Quelle que soit la version des faits adoptée au final et l’issue de la procédure judiciaire en cours – qui doit se poursuivre à travers (en principe) la publication d’un acte d’accusation ou alors par le classement de l’affaire –, l’État et ses institutions ne sortent en tout cas pas grandis de ce rocambolesque scénario dans lequel le Liban est plongé depuis un peu plus d’une semaine.
Entre l’arrestation de Mawlaoui et la mort des deux cheikhs au Akkar, ainsi que la réaction violente des courants islamistes du Nord, proches de l’opposition syrienne, il est désormais probable que l’armée libanaise et la Sûreté générale ne pourront plus accomplir la moindre mission dans cette région. Que ces deux institutions aient commis des erreurs ou non, elles ne seront plus acceptées au Nord et c’est tout le prestige de l’État qui en pâtit. Plus grave encore, des députés de la nation ont défilé lundi à Biré au Akkar pour assister aux obsèques de cheikh Abdel Wahed, au milieu d’une mer de jeunes armés jusqu’aux dents, tirant en l’air et encadrant la foule, sans qu’aucun représentant des institutions de l’État n’y trouve à redire. Ceux qui sont assez vieux pour s’en souvenir le disent en toute franchise : ces images rappellent étrangement la période de la guerre civile, lorsque le pouvoir de l’État était pratiquement réduit à néant, au profit des communautés et de leurs milices. Plus encore, hier, Chadi Mawlaoui, au sujet duquel la justice ne s’est pas encore prononcée – puisque la décision de remise en liberté ne comporte pas d’attendus –, était accueilli en héros, et avait été transporté du tribunal militaire à Beyrouth jusqu’au siège de l’association de bienfaisance où il avait été arrêté dans une voiture assurée par des proches du ministre des Finances Mohammad Safadi. C’est dire le désaveu flagrant adressé indirectement à la Sûreté générale par un des symboles du pouvoir exécutif.
Qu’il y ait eu faute ou non, aujourd’hui le Nord est quasiment livré aux forces proches de l’opposition syrienne qui ne prennent plus la peine de cacher leurs armes. Ce qui donne lieu à des scènes irréalistes au Akkar, où l’on peut voir des éléments des FSI arrêtant des jeunes à moto sans licence alors qu’une jeep ayant à son bord des éléments armés passe à côté d’eux sans être inquiétée. Qu’elle l’ait voulu ou non, la zone tampon tant réclamée par l’opposition syrienne et qui n’a pu être créée à la frontière syro-turque ou encore à la frontière syro-jordanienne est en train de se réaliser à la frontière syro-libanaise. L’armée libanaise, qui jusqu’à récemment continuait à arrêter des voitures bourrées d’armes ou même des navires, ne peut plus agir dans toute cette zone. Et ce ne sont pas les remerciements adressés par Mawlaoui et ses partisans au Premier ministre Nagib Mikati ou au ministre des Finances Mohammad Safadi qui vont changer la donne.

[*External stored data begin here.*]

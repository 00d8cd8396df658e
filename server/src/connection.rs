use actix::{
    Actor, ActorContext, AsyncContext, Handler, Message, Recipient, Running, StreamHandler,
};
use actix_web::{web, Error, HttpRequest, HttpResponse};
use actix_web_actors::ws;
use actix_web_actors::ws::{CloseCode, CloseReason};
use std::sync::atomic::{AtomicU32, Ordering};
use tokio::sync::mpsc::Receiver;

use system::{ClientMessage, ConnectionId, RoomId, ServerMessage, DEFAULT_ROOM_ID};

use crate::connection_tx_storage::ConnectionTx;
use crate::gateway::{GatewayCommand, GatewayTx};

#[derive(Debug)]
pub enum ConnectionCommand {
    Connect {
        from: ConnectionId,
        room_id: RoomId,
        tx: ConnectionTx,
    },
    Disconnect {
        from: ConnectionId,
    },
    ClientMessage {
        from: ConnectionId,
        message: ClientMessage,
    },
}

#[derive(Debug)]
pub enum ConnectionEvent {
    Message(ServerMessage),
    Disconnected,
}

/// Hands out participant ids at upgrade time, so a connection can report its
/// own disconnect even if the gateway has not processed its join yet.
pub struct ConnectionIdSource(AtomicU32);

impl ConnectionIdSource {
    pub fn new() -> Self {
        Self(AtomicU32::new(1))
    }

    pub fn issue(&self) -> ConnectionId {
        self.0.fetch_add(1, Ordering::SeqCst)
    }
}

impl Default for ConnectionIdSource {
    fn default() -> Self {
        Self::new()
    }
}

pub struct ConnectionSettings {
    /// Capacity of the outbound queue. A connection that lets it fill up is evicted.
    pub egress_buffer: usize,
}

#[derive(Message)]
#[rtype(result = "()")]
struct ConnectionActorMessage(ConnectionEvent);

/// Moves events from the egress queue into the actor mailbox, one at a time.
/// Waiting on each delivery means a client that stops reading leaves its
/// queue to fill up, at which point the gateway evicts it.
async fn pump_egress(
    connection_id: ConnectionId,
    mut rx: Receiver<ConnectionEvent>,
    addr: Recipient<ConnectionActorMessage>,
) {
    log::debug!("connection {} egress - started", connection_id);
    while let Some(event) = rx.recv().await {
        if let Err(err) = addr.send(ConnectionActorMessage(event)).await {
            log::debug!("connection {} egress - actor gone: {}", connection_id, err);
            break;
        }
    }
    // the gateway dropped our queue
    addr.do_send(ConnectionActorMessage(ConnectionEvent::Disconnected));
    log::debug!("connection {} egress - terminated", connection_id);
}

struct ConnectionActor {
    connection_id: ConnectionId,
    room_id: RoomId,
    gateway_tx: GatewayTx,
    egress_buffer: usize,
}

impl ConnectionActor {
    fn forward(&self, command: ConnectionCommand) -> bool {
        self.gateway_tx
            .send(GatewayCommand::ConnectionCommand(command))
            .is_ok()
    }
}

impl Actor for ConnectionActor {
    type Context = ws::WebsocketContext<Self>;

    fn started(&mut self, ctx: &mut Self::Context) {
        let (tx, rx) = tokio::sync::mpsc::channel::<ConnectionEvent>(self.egress_buffer);

        let connected = self.forward(ConnectionCommand::Connect {
            from: self.connection_id,
            room_id: self.room_id.clone(),
            tx,
        });
        if !connected {
            log::error!("Gateway is not running, closing connection {}", self.connection_id);
            ctx.stop();
            return;
        }

        ctx.set_mailbox_capacity(self.egress_buffer);
        let addr: Recipient<ConnectionActorMessage> = ctx.address().recipient();
        actix::spawn(pump_egress(self.connection_id, rx, addr));
    }

    fn stopping(&mut self, _: &mut Self::Context) -> Running {
        self.forward(ConnectionCommand::Disconnect {
            from: self.connection_id,
        });
        Running::Stop
    }
}

/// Ingress
impl StreamHandler<Result<ws::Message, ws::ProtocolError>> for ConnectionActor {
    fn handle(&mut self, msg: Result<ws::Message, ws::ProtocolError>, ctx: &mut Self::Context) {
        match msg {
            Ok(ws::Message::Ping(msg)) => ctx.pong(&msg),
            Ok(ws::Message::Text(text)) => {
                log::debug!("Ingress size: {}", text.len());
                match ClientMessage::from_json(&text) {
                    Ok(message) => {
                        log::debug!("Ingress {:?}", message);
                        self.forward(ConnectionCommand::ClientMessage {
                            from: self.connection_id,
                            message,
                        });
                    }
                    Err(err) => {
                        log::warn!("Dropping message from {}: {}", self.connection_id, err)
                    }
                }
            }
            Ok(ws::Message::Binary(_)) => {
                ctx.close(Some(CloseReason {
                    code: CloseCode::Unsupported,
                    description: Some("binary frames are not supported".into()),
                }));
                ctx.stop();
            }
            Ok(ws::Message::Close(reason)) => {
                ctx.close(reason);
                ctx.stop();
            }
            Err(err) => {
                log::warn!("Protocol error on connection {}: {}", self.connection_id, err);
                ctx.stop();
            }
            _ => (),
        }
    }
}

/// Egress
impl Handler<ConnectionActorMessage> for ConnectionActor {
    type Result = ();

    fn handle(
        &mut self,
        msg: ConnectionActorMessage,
        ctx: &mut ws::WebsocketContext<Self>,
    ) -> Self::Result {
        match msg.0 {
            ConnectionEvent::Message(message) => {
                log::debug!("Egress {:?}", message);
                match message.to_json() {
                    Ok(text) => ctx.text(text),
                    Err(err) => log::warn!(
                        "Dropping egress frame for {}: {}",
                        self.connection_id,
                        err
                    ),
                }
            }
            ConnectionEvent::Disconnected => {
                ctx.close(Some(CloseReason {
                    code: CloseCode::Policy,
                    description: Some("evicted".into()),
                }));
                ctx.stop();
            }
        }
    }
}

pub async fn ws_index(
    req: HttpRequest,
    stream: web::Payload,
    gateway_tx: web::Data<GatewayTx>,
    connection_ids: web::Data<ConnectionIdSource>,
    settings: web::Data<ConnectionSettings>,
) -> Result<HttpResponse, Error> {
    let room_id = req
        .match_info()
        .get("room_id")
        .unwrap_or(DEFAULT_ROOM_ID)
        .to_owned();
    let connection_id = connection_ids.issue();
    log::info!("Connection {} requested room {}", connection_id, room_id);
    ws::start(
        ConnectionActor {
            connection_id,
            room_id,
            gateway_tx: gateway_tx.get_ref().clone(),
            egress_buffer: settings.egress_buffer.max(1),
        },
        &req,
        stream,
    )
}

#[cfg(test)]
mod tests {
    use super::*;
    use crate::connection_tx_storage::{ConnectionTxStorage, SendError};
    use actix::ResponseFuture;
    use std::time::Duration;
    use system::{ClearEvent, ServerMessage};

    /// Accepts messages but never finishes handling them.
    struct StalledClient;

    impl Actor for StalledClient {
        type Context = actix::Context<Self>;
    }

    impl Handler<ConnectionActorMessage> for StalledClient {
        type Result = ResponseFuture<()>;

        fn handle(&mut self, _: ConnectionActorMessage, _: &mut Self::Context) -> Self::Result {
            Box::pin(std::future::pending())
        }
    }

    fn clear() -> ConnectionEvent {
        ConnectionEvent::Message(ServerMessage::Clear(ClearEvent { user_id: 1 }))
    }

    #[test]
    fn it_issues_increasing_ids_from_one() {
        let ids = ConnectionIdSource::default();
        assert_eq!(ids.issue(), 1);
        assert_eq!(ids.issue(), 2);
    }

    #[actix_web::test]
    async fn stalled_client_fills_its_queue() {
        let (tx, rx) = tokio::sync::mpsc::channel(2);
        let mut storage = ConnectionTxStorage::default();
        storage.insert(1, tx);
        actix::spawn(pump_egress(1, rx, StalledClient.start().recipient()));

        let mut result = Ok(());
        for _ in 0..10 {
            result = storage.send(&1, clear());
            if result.is_err() {
                break;
            }
            tokio::time::sleep(Duration::from_millis(5)).await;
        }
        assert_eq!(result, Err(SendError::Full));
    }
}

D’ailleurs, de plus en plus de voix se font entendre dans la région pour affirmer que désormais, les sunnites ont leur région forte, face à la banlieue sud des chiites. Et tout comme les services de sécurité n’ont pas pu arrêter les personnes réclamées par le TSL, les islamistes arrêtés doivent aussi être relâchés et Mawlaoui n’est que le début de la série. Pour certains, la première réaction est bien sûr de se réjouir, sous prétexte que c’est la logique du Hezbollah qui a abouti à cette situation. Mais la réalité est bien plus grave. Il ne s’agit plus de marquer des points contre une partie rivale ou adverse, mais de préserver les institutions de l’État, alors que dans plusieurs pays de la région, le chaos est quasi total. De plus, la logique du « bastion sunnite contre le bastion chiite » est destructrice pour le pays en général et pour les chrétiens en particulier qui ne peuvent que faire les frais de cette polarisation extrême qui instaure une sorte d’équilibre de la terreur, prélude à la confrontation tant redoutée entre les musulmans. Déjà certains appels sont apparus sur Facebook pour réclamer un système fédéral, comme si le repli de chacun sur sa communauté et, par conséquent, le divorce avec la nation qui rassemble pouvait constituer la meilleure protection pour les Libanais.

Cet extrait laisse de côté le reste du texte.